Pourtant en Argentine, on a l’impression que c’est dur d’expliquer cela. Quand tu es arrivé, tu as été caricaturé comme un savant fou venant du hockey sur gazon, avec ton staff de 12 collaborateurs…En Argentine, la majorité des personnes n’ont pas encore compris cela. On en revient encore à la manière passionnelle dont on envisage le football et qui fait qu’on parle beaucoup de tripes, etc. À cause de cela, il y a aussi la conviction que pour comprendre le football, pour entraîner, il faut avoir été un joueur de haut niveau. Je ne sais pas si je suis différent, mais parfois ma méthodologie est difficile à comprendre pour les Argentins.

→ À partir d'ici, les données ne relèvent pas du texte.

//! Survey XML emitter.
//!
//! One document per questionnaire worksheet. The output is a pure function of
//! the validated questions: question order follows row order, and a closing
//! `end_of_questions` information question is always appended.

use std::io::Write;
use std::path::{Path, PathBuf};

use gistx_ingest::questionnaire_stem;
use gistx_model::{
    CalcPart, CalcSpec, DynamicResponses, END_OF_QUESTIONS, FieldType, Question, QuestionType,
    RangeSpec, ResponseSpec, SkipPhase, SkipRule, SpecialResponse,
};
use quick_xml::escape::partial_escape;
use quick_xml::events::{BytesDecl, BytesEnd, BytesStart, BytesText, Event};
use quick_xml::{Reader, Writer};
use tracing::debug;

use crate::error::{OutputError, Result};

const END_OF_QUESTIONS_TEXT: &str = "Press the 'Finish' button to save the data.";

/// Missing-value codes written for the DontKnow / Refuse / NA buttons.
const DONT_KNOW_CODE: &str = "-7";
const REFUSE_CODE: &str = "-8";
const NA_CODE: &str = "-6";

/// Written for an open upper bound.
const MISSING_BOUND: &str = "-9";

/// `visit_dd` and `visit_xml` both become `visit.xml`.
pub fn xml_file_name(worksheet: &str) -> String {
    let stem = questionnaire_stem(worksheet).unwrap_or(worksheet);
    format!("{stem}.xml")
}

/// Serializes the questions of one worksheet.
pub fn emit(questions: &[Question]) -> Result<String> {
    let mut xml = Writer::new_with_indent(Vec::new(), b'\t', 1);
    xml.write_event(Event::Decl(BytesDecl::new("1.0", Some("utf-8"), None)))?;
    xml.write_event(Event::Start(BytesStart::new("survey")))?;

    for question in questions {
        write_question(&mut xml, question)?;
    }
    write_end_of_questions(&mut xml)?;

    xml.write_event(Event::End(BytesEnd::new("survey")))?;
    let mut bytes = xml.into_inner();
    bytes.push(b'\n');
    Ok(String::from_utf8_lossy(&bytes).into_owned())
}

/// Emits, re-parses and writes `<dir>/<stem>.xml`.
pub fn write_xml(dir: &Path, worksheet: &str, questions: &[Question]) -> Result<PathBuf> {
    let file_name = xml_file_name(worksheet);
    let content = emit(questions)?;
    verify_well_formed(&file_name, &content)?;

    let path = dir.join(&file_name);
    std::fs::write(&path, content.as_bytes()).map_err(|source| OutputError::Write {
        path: path.clone(),
        source,
    })?;
    debug!(path = %path.display(), questions = questions.len(), "wrote survey XML");
    Ok(path)
}

/// Parses `content` to the end and checks that every element is closed.
pub fn verify_well_formed(file_name: &str, content: &str) -> Result<()> {
    let malformed = |message: String| OutputError::MalformedXml {
        file: file_name.to_string(),
        message,
    };
    let mut reader = Reader::from_str(content);
    let mut depth = 0usize;
    loop {
        match reader.read_event() {
            Ok(Event::Start(_)) => depth += 1,
            Ok(Event::End(_)) => depth = depth.saturating_sub(1),
            Ok(Event::Eof) => break,
            Ok(_) => {}
            Err(err) => {
                return Err(malformed(format!(
                    "{err} at byte {}",
                    reader.buffer_position()
                )));
            }
        }
    }
    if depth != 0 {
        return Err(malformed(format!("{depth} element(s) left open")));
    }
    Ok(())
}

fn write_question<W: Write>(xml: &mut Writer<W>, question: &Question) -> Result<()> {
    let mut start = BytesStart::new("question");
    start.push_attribute(("type", question.question_type.as_str()));
    start.push_attribute(("fieldname", question.field_name.as_str()));
    start.push_attribute(("fieldtype", question.field_type.as_str()));
    xml.write_event(Event::Start(start))?;

    if question.question_type != QuestionType::Automatic {
        write_text_element(xml, "text", &question.question_text)?;
    }
    if question.question_type == QuestionType::Automatic
        && let Some(calculation) = &question.calculation
    {
        write_calculation(xml, calculation)?;
    }
    if let Some(max) = question.max_characters {
        write_text_element(xml, "maxCharacters", &max.to_string())?;
    }
    if let Some(ResponseSpec::Mask { pattern }) = &question.responses {
        write_empty(xml, "mask", &[("value", pattern.as_str())])?;
    }
    for check in question.logic_checks.iter().filter(|c| c.is_unique_check) {
        xml.write_event(Event::Start(BytesStart::new("unique_check")))?;
        write_text_element(xml, "message", &check.message)?;
        xml.write_event(Event::End(BytesEnd::new("unique_check")))?;
    }
    if let Some(range) = &question.range {
        write_range(xml, range)?;
    }
    for check in question.logic_checks.iter().filter(|c| !c.is_unique_check) {
        let text = format!("{}; {}", check.expression, check.message);
        write_text_element(xml, "logic_check", &text)?;
    }
    match &question.responses {
        Some(ResponseSpec::Static { entries }) => {
            xml.write_event(Event::Start(BytesStart::new("responses")))?;
            for entry in entries {
                write_empty(
                    xml,
                    "response",
                    &[("value", entry.value.as_str()), ("text", entry.label.as_str())],
                )?;
            }
            xml.write_event(Event::End(BytesEnd::new("responses")))?;
        }
        Some(ResponseSpec::Dynamic(dynamic)) => write_dynamic_responses(xml, dynamic)?,
        Some(ResponseSpec::Mask { .. }) | None => {}
    }
    write_skips(xml, SkipPhase::Pre, &question.skip_rules)?;
    write_skips(xml, SkipPhase::Post, &question.skip_rules)?;

    for (flag, element, code) in [
        (question.dont_know, "dont_know", DONT_KNOW_CODE),
        (question.refuse, "refuse", REFUSE_CODE),
        (question.na, "na", NA_CODE),
    ] {
        if flag == Some(true) {
            write_text_element(xml, element, code)?;
        }
    }

    xml.write_event(Event::End(BytesEnd::new("question")))?;
    Ok(())
}

fn write_end_of_questions<W: Write>(xml: &mut Writer<W>) -> Result<()> {
    let mut start = BytesStart::new("question");
    start.push_attribute(("type", QuestionType::Information.as_str()));
    start.push_attribute(("fieldname", END_OF_QUESTIONS));
    start.push_attribute(("fieldtype", FieldType::NotApplicable.as_str()));
    xml.write_event(Event::Start(start))?;
    write_text_element(xml, "text", END_OF_QUESTIONS_TEXT)?;
    xml.write_event(Event::End(BytesEnd::new("question")))?;
    Ok(())
}

fn write_range<W: Write>(xml: &mut Writer<W>, range: &RangeSpec) -> Result<()> {
    match range {
        RangeSpec::Numeric {
            lower: Some(lower),
            upper,
        } => {
            let upper = upper.as_deref().unwrap_or(MISSING_BOUND);
            let message = format!("Number must be between {lower} and {upper}!");
            xml.write_event(Event::Start(BytesStart::new("numeric_check")))?;
            write_empty(
                xml,
                "values",
                &[
                    ("minvalue", lower.as_str()),
                    ("maxvalue", upper),
                    ("other_values", lower.as_str()),
                    ("message", message.as_str()),
                ],
            )?;
            xml.write_event(Event::End(BytesEnd::new("numeric_check")))?;
        }
        RangeSpec::Numeric { .. } => {}
        RangeSpec::Date { lower, upper } => {
            xml.write_event(Event::Start(BytesStart::new("date_range")))?;
            write_text_element(xml, "min_date", &lower.to_string())?;
            write_text_element(xml, "max_date", &upper.to_string())?;
            xml.write_event(Event::End(BytesEnd::new("date_range")))?;
        }
    }
    Ok(())
}

fn write_dynamic_responses<W: Write>(
    xml: &mut Writer<W>,
    dynamic: &DynamicResponses,
) -> Result<()> {
    let (locator_key, locator) = dynamic.source.locator();
    let mut start = BytesStart::new("responses");
    start.push_attribute(("source", dynamic.source.kind()));
    start.push_attribute((locator_key, locator));
    xml.write_event(Event::Start(start))?;

    for filter in &dynamic.filters {
        let value = filter.value.as_written();
        write_empty(
            xml,
            "filter",
            &[
                ("column", filter.field.as_str()),
                ("operator", filter.operator.as_str()),
                ("value", value.as_str()),
            ],
        )?;
    }
    write_empty(xml, "display", &[("column", dynamic.display.as_str())])?;
    write_empty(xml, "value", &[("column", dynamic.value.as_str())])?;
    if let Some(distinct) = dynamic.distinct {
        write_text_element(xml, "distinct", if distinct { "true" } else { "false" })?;
    }
    if let Some(message) = &dynamic.empty_message {
        write_text_element(xml, "empty_message", message)?;
    }
    if let Some(special) = &dynamic.dont_know {
        write_special(xml, "dont_know", special)?;
    }
    if let Some(special) = &dynamic.not_in_list {
        write_special(xml, "not_in_list", special)?;
    }

    xml.write_event(Event::End(BytesEnd::new("responses")))?;
    Ok(())
}

fn write_special<W: Write>(
    xml: &mut Writer<W>,
    name: &str,
    special: &SpecialResponse,
) -> Result<()> {
    match &special.label {
        Some(label) => write_empty(
            xml,
            name,
            &[("value", special.value.as_str()), ("label", label.as_str())],
        ),
        None => write_empty(xml, name, &[("value", special.value.as_str())]),
    }
}

fn write_skips<W: Write>(xml: &mut Writer<W>, phase: SkipPhase, rules: &[SkipRule]) -> Result<()> {
    let mut rules = rules.iter().filter(|rule| rule.phase == phase).peekable();
    if rules.peek().is_none() {
        return Ok(());
    }
    xml.write_event(Event::Start(BytesStart::new(phase.element())))?;
    for rule in rules {
        write_empty(
            xml,
            "skip",
            &[
                ("fieldname", rule.check_field.as_str()),
                ("condition", rule.condition.as_xml()),
                ("response", rule.value.as_str()),
                ("response_type", "fixed"),
                ("skiptofieldname", rule.target_field.as_str()),
            ],
        )?;
    }
    xml.write_event(Event::End(BytesEnd::new(phase.element())))?;
    Ok(())
}

fn write_calculation<W: Write>(xml: &mut Writer<W>, calculation: &CalcSpec) -> Result<()> {
    let kind = calculation.kind().as_str();
    let mut start = BytesStart::new("calculation");
    start.push_attribute(("type", kind));

    match calculation {
        CalcSpec::Constant { value } => {
            start.push_attribute(("value", value.as_str()));
            xml.write_event(Event::Empty(start))?;
        }
        CalcSpec::Lookup { field } => {
            start.push_attribute(("field", field.as_str()));
            xml.write_event(Event::Empty(start))?;
        }
        CalcSpec::Query { sql, params } => {
            xml.write_event(Event::Start(start))?;
            write_text_element(xml, "sql", sql)?;
            for param in params {
                write_empty(
                    xml,
                    "parameter",
                    &[("name", param.name.as_str()), ("field", param.field.as_str())],
                )?;
            }
            xml.write_event(Event::End(BytesEnd::new("calculation")))?;
        }
        CalcSpec::Math { operator, parts } => {
            start.push_attribute(("operator", operator.as_str()));
            xml.write_event(Event::Start(start))?;
            for part in parts {
                write_calc_part(xml, part)?;
            }
            xml.write_event(Event::End(BytesEnd::new("calculation")))?;
        }
        CalcSpec::Concat { separator, parts } => {
            if let Some(separator) = separator {
                start.push_attribute(("separator", separator.as_str()));
            }
            xml.write_event(Event::Start(start))?;
            for part in parts {
                write_calc_part(xml, part)?;
            }
            xml.write_event(Event::End(BytesEnd::new("calculation")))?;
        }
        CalcSpec::Case { whens, otherwise } => {
            xml.write_event(Event::Start(start))?;
            for when in whens {
                let mut branch = BytesStart::new("when");
                branch.push_attribute(("field", when.field.as_str()));
                branch.push_attribute(("operator", when.operator.as_str()));
                branch.push_attribute(("value", when.value.as_str()));
                xml.write_event(Event::Start(branch))?;
                write_constant_result(xml, &when.result)?;
                xml.write_event(Event::End(BytesEnd::new("when")))?;
            }
            if let Some(otherwise) = otherwise {
                xml.write_event(Event::Start(BytesStart::new("else")))?;
                write_constant_result(xml, otherwise)?;
                xml.write_event(Event::End(BytesEnd::new("else")))?;
            }
            xml.write_event(Event::End(BytesEnd::new("calculation")))?;
        }
        CalcSpec::AgeFromDate { field, reference } => {
            start.push_attribute(("field", field.as_str()));
            start.push_attribute(("value", reference.as_str()));
            xml.write_event(Event::Empty(start))?;
        }
        CalcSpec::AgeAtDate {
            field,
            value,
            separator,
        } => {
            start.push_attribute(("field", field.as_str()));
            start.push_attribute(("value", value.as_str()));
            if let Some(separator) = separator {
                start.push_attribute(("separator", separator.as_str()));
            }
            xml.write_event(Event::Empty(start))?;
        }
        CalcSpec::DateOffset { field, offset } => {
            let value = offset.to_string();
            start.push_attribute(("field", field.as_str()));
            start.push_attribute(("value", value.as_str()));
            xml.write_event(Event::Empty(start))?;
        }
        CalcSpec::DateDiff { field, value, unit } => {
            let unit = unit.as_char().to_string();
            start.push_attribute(("field", field.as_str()));
            start.push_attribute(("value", value.as_str()));
            start.push_attribute(("unit", unit.as_str()));
            xml.write_event(Event::Empty(start))?;
        }
    }
    Ok(())
}

/// Constant parts are written as `<result>`, matching the survey app's reader.
fn write_calc_part<W: Write>(xml: &mut Writer<W>, part: &CalcPart) -> Result<()> {
    match part {
        CalcPart::Constant(value) => write_constant_result(xml, value),
        CalcPart::Lookup(field) => write_empty(
            xml,
            "part",
            &[("type", part.type_name()), ("field", field.as_str())],
        ),
        CalcPart::Query(sql) => {
            let mut start = BytesStart::new("part");
            start.push_attribute(("type", part.type_name()));
            xml.write_event(Event::Start(start))?;
            write_text_element(xml, "sql", sql)?;
            xml.write_event(Event::End(BytesEnd::new("part")))?;
            Ok(())
        }
    }
}

fn write_constant_result<W: Write>(xml: &mut Writer<W>, value: &str) -> Result<()> {
    write_empty(xml, "result", &[("type", "constant"), ("value", value)])
}

/// Text content only escapes `<`, `>` and `&`; quotes stay readable.
fn write_text_element<W: Write>(xml: &mut Writer<W>, name: &str, text: &str) -> Result<()> {
    xml.write_event(Event::Start(BytesStart::new(name)))?;
    xml.write_event(Event::Text(BytesText::from_escaped(partial_escape(text))))?;
    xml.write_event(Event::End(BytesEnd::new(name)))?;
    Ok(())
}

fn write_empty<W: Write>(
    xml: &mut Writer<W>,
    name: &str,
    attributes: &[(&str, &str)],
) -> Result<()> {
    let mut element = BytesStart::new(name);
    for &attribute in attributes {
        element.push_attribute(attribute);
    }
    xml.write_event(Event::Empty(element))?;
    Ok(())
}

Récemment, tu es allé faire un voyage en Europe. Quel était le but ?J’ai vu Allemagne-Hollande à Hambourg, ensuite je suis allé visiter l’académie du PSV, puis celle de l’Ajax pour m’imprégner de leurs méthodes de travail. Ensuite, je suis passé par l’Angleterre pour discuter avec Pep Guardiola à Manchester, Pochettino et Pellegrini à Londres. J’ai eu la chance de parler aussi aux directeurs sportifs, ça m’a permis d’appréhender trois aspects : la direction du jeu, la formation et l’aspect direction sportive. De voir ce qu’il se fait de mieux au monde aussi bien en matière de méthode de travail, d’idées, de management, d’infrastructures, c’était essentiel pour moi. Je crois qu’un entraîneur doit étudier en permanence. Ce voyage a été fondamental, cela m’a permis de faire une sorte de grande révision de mes connaissances, de me poser des questions essentielles pour m’améliorer.
Entraîner en Europe, c’est quelque chose que tu aimerais ?Je suis totalement amoureux de mon métier et ça ne fait qu’empirer ! Alors entraîner en Europe serait un rêve. Parce qu’en Argentine, nous ne sommes pas habitués à travailler dans les conditions optimales, à ce que tout soit résolu. Ici, les coachs ont « le luxe » de pouvoir ne penser qu’à leur travail d’entraîneur et donc aux résultats. Parce que finalement, tout le monde veut gagner.